• _EXERCISE GOAL_:
From the line that contains "carries error fields" through the line that contains "without extra fields.", output every line of the listing below exactly and leave out all the rest.
*** Opening RECORDS FOR PROCESSING ***
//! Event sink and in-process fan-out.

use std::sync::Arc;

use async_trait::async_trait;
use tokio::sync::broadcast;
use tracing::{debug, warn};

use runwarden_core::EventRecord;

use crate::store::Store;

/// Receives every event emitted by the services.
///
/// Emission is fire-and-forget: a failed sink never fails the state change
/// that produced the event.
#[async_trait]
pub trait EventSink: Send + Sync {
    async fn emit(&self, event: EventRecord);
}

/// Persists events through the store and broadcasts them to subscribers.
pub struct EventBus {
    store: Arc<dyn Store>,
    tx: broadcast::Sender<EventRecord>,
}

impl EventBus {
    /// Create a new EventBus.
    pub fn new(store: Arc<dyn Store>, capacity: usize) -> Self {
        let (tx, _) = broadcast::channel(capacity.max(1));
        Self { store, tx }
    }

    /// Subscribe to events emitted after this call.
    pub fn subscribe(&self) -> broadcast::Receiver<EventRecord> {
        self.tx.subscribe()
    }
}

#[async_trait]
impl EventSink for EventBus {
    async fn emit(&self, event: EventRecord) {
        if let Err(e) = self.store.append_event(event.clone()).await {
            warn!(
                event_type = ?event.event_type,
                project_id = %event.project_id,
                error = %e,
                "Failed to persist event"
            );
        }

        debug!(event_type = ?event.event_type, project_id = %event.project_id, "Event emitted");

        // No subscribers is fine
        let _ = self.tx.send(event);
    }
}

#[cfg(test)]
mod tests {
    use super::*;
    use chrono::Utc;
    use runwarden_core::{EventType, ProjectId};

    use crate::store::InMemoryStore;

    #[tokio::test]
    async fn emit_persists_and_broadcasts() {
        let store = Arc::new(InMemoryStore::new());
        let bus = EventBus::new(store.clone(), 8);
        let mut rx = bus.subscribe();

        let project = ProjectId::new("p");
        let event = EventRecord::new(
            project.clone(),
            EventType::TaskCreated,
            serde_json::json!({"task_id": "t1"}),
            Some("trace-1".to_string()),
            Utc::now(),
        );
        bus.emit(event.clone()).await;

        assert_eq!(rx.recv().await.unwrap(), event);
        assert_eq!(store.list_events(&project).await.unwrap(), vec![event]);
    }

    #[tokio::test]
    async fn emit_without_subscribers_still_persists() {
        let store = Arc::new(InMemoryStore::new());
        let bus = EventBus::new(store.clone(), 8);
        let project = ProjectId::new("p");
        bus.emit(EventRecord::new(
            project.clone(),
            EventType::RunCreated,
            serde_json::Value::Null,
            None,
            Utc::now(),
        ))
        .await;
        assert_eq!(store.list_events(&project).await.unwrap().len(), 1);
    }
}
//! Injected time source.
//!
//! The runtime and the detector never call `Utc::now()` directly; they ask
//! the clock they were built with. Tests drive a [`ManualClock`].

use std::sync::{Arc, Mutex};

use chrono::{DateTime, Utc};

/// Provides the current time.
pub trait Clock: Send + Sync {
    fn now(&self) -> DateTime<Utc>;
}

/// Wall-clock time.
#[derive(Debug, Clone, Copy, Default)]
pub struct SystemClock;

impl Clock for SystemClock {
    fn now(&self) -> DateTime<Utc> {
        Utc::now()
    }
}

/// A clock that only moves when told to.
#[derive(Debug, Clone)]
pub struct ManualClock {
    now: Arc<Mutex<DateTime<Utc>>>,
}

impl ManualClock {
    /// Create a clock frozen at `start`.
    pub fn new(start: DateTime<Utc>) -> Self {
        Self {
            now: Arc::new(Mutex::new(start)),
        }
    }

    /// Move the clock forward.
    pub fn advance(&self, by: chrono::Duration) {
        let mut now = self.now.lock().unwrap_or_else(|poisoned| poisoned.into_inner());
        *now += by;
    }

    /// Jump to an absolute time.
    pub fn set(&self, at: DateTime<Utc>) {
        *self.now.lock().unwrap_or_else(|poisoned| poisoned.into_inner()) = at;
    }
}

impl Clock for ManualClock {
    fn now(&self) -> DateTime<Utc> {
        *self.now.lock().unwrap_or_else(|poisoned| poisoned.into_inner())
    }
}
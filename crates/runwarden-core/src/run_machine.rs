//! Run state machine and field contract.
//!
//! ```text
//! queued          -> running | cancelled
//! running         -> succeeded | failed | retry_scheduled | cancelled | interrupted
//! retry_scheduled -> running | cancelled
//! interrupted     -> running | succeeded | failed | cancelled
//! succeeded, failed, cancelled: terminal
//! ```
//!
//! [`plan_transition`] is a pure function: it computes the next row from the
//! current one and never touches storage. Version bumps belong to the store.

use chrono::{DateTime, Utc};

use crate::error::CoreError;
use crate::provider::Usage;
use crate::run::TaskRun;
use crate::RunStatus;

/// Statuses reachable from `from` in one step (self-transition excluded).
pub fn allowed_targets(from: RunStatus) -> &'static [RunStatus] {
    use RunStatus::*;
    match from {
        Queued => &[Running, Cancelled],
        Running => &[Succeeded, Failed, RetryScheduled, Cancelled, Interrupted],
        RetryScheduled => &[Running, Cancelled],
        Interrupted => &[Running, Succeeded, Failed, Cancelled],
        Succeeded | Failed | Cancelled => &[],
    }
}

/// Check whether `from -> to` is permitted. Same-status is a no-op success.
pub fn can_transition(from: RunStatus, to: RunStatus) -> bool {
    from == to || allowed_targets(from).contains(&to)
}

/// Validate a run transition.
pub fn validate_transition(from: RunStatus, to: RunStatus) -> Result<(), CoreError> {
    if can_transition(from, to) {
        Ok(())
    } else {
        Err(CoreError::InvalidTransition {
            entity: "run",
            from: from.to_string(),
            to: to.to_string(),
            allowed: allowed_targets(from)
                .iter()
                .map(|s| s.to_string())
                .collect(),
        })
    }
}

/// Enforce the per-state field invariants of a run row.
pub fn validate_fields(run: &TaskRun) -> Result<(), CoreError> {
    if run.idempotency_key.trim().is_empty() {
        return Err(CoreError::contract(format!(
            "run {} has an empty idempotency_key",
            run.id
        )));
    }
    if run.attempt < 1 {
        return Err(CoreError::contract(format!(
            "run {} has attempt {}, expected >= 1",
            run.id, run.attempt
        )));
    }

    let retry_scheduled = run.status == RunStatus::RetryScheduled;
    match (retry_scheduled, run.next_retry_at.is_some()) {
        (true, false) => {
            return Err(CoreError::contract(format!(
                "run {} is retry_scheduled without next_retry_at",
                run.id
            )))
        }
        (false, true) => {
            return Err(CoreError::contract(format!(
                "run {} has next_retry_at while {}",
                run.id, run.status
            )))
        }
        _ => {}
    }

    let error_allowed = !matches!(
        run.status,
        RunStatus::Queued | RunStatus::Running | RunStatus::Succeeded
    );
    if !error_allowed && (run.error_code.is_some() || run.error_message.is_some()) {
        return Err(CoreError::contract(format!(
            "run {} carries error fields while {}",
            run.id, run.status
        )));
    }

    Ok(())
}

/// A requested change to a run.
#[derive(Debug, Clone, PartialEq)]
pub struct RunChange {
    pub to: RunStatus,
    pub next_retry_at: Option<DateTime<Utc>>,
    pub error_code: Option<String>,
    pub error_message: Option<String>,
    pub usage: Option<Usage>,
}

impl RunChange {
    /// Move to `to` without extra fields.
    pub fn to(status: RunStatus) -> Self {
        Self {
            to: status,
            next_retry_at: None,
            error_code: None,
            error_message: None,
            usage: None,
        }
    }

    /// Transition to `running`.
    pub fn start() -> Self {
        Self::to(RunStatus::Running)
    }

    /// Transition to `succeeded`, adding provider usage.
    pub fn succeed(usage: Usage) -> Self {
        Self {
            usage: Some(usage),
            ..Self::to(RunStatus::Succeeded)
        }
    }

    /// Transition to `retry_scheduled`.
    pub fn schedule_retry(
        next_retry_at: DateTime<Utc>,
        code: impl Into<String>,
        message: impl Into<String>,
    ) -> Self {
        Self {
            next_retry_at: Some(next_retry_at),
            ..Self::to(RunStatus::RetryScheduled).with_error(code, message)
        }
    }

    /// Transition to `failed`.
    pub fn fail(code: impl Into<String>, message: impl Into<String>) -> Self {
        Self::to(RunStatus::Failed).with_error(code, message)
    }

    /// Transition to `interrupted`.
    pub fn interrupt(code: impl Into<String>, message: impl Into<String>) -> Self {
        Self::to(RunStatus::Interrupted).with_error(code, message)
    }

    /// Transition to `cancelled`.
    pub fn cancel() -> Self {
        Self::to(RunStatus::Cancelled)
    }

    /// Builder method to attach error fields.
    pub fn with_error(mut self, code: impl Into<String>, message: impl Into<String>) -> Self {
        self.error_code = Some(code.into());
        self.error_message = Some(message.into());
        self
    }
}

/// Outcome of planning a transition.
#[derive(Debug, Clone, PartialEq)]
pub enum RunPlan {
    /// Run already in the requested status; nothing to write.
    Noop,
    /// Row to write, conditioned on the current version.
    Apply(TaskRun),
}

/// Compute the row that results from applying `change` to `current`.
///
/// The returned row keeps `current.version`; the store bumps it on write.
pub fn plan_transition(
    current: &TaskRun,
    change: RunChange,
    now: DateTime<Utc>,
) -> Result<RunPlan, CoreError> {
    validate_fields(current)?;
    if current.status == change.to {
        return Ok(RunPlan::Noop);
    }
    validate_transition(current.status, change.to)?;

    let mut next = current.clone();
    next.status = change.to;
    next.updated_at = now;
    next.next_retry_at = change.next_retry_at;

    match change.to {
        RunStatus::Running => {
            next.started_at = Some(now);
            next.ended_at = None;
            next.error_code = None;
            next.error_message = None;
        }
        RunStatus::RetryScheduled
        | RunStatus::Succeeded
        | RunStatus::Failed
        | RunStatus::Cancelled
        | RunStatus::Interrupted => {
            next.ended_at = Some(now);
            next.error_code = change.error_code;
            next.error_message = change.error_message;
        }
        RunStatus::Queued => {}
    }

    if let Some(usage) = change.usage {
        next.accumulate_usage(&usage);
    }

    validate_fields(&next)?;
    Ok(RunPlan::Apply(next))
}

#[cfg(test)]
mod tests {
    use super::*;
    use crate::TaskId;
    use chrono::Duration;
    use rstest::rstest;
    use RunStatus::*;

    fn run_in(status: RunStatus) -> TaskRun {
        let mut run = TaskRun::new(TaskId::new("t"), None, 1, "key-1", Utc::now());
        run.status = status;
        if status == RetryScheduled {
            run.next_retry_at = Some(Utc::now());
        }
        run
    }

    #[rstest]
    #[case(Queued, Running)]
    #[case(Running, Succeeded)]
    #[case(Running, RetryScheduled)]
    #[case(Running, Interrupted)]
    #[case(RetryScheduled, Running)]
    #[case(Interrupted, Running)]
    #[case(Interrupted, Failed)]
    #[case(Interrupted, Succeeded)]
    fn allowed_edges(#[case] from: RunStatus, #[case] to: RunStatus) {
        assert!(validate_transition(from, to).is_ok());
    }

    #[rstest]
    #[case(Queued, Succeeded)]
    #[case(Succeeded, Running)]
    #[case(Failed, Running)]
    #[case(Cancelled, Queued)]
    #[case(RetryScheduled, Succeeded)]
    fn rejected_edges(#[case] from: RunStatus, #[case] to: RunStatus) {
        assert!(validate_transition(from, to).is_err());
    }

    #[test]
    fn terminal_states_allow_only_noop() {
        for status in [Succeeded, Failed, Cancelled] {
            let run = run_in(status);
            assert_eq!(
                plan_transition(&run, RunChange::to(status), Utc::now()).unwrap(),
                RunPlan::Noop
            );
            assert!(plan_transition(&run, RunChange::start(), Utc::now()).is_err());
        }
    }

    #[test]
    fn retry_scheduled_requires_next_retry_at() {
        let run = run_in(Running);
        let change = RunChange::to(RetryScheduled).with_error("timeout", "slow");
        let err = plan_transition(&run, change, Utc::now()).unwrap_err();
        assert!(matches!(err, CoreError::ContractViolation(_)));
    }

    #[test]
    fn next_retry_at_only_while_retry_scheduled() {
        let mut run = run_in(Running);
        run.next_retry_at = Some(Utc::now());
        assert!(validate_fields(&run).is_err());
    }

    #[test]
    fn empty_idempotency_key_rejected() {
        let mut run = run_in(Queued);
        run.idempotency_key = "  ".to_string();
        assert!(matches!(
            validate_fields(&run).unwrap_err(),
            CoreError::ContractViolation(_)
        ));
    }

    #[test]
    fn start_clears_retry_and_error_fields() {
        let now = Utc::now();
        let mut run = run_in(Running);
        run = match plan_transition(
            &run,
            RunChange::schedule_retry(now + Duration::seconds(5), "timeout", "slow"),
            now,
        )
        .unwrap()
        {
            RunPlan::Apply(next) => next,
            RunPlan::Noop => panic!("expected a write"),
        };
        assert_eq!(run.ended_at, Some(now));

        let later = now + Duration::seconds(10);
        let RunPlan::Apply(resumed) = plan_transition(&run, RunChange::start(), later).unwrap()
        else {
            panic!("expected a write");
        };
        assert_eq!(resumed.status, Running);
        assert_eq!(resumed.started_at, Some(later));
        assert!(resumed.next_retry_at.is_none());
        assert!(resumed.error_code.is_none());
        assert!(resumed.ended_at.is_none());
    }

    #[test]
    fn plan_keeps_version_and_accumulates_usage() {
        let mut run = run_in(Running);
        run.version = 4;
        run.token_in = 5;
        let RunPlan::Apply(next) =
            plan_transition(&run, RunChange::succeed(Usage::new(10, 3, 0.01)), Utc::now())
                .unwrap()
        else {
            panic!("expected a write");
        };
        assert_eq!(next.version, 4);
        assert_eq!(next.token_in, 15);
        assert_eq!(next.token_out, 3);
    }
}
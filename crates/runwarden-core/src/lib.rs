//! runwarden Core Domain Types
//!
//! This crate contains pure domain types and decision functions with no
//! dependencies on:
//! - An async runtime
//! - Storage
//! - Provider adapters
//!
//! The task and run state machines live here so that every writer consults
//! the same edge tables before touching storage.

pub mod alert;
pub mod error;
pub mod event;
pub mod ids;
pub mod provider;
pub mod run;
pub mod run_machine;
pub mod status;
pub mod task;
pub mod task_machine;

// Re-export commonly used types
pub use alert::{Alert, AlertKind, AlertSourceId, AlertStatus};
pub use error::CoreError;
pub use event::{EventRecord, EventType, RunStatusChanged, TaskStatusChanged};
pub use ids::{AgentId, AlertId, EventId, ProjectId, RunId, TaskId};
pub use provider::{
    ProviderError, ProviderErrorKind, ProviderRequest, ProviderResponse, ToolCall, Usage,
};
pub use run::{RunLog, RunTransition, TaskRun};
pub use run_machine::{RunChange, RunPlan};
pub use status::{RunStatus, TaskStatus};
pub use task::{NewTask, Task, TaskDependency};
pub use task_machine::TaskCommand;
*** Closing RECORDS FOR PROCESSING ***
• _ANSWER SPACE_:
            "run {} carries error fields while {}",
            run.id, run.status
        )));
    }

    Ok(())
}

/// A requested change to a run.
#[derive(Debug, Clone, PartialEq)]
pub struct RunChange {
    pub to: RunStatus,
    pub next_retry_at: Option<DateTime<Utc>>,
    pub error_code: Option<String>,
    pub error_message: Option<String>,
    pub usage: Option<Usage>,
}

impl RunChange {
    /// Move to `to` without extra fields.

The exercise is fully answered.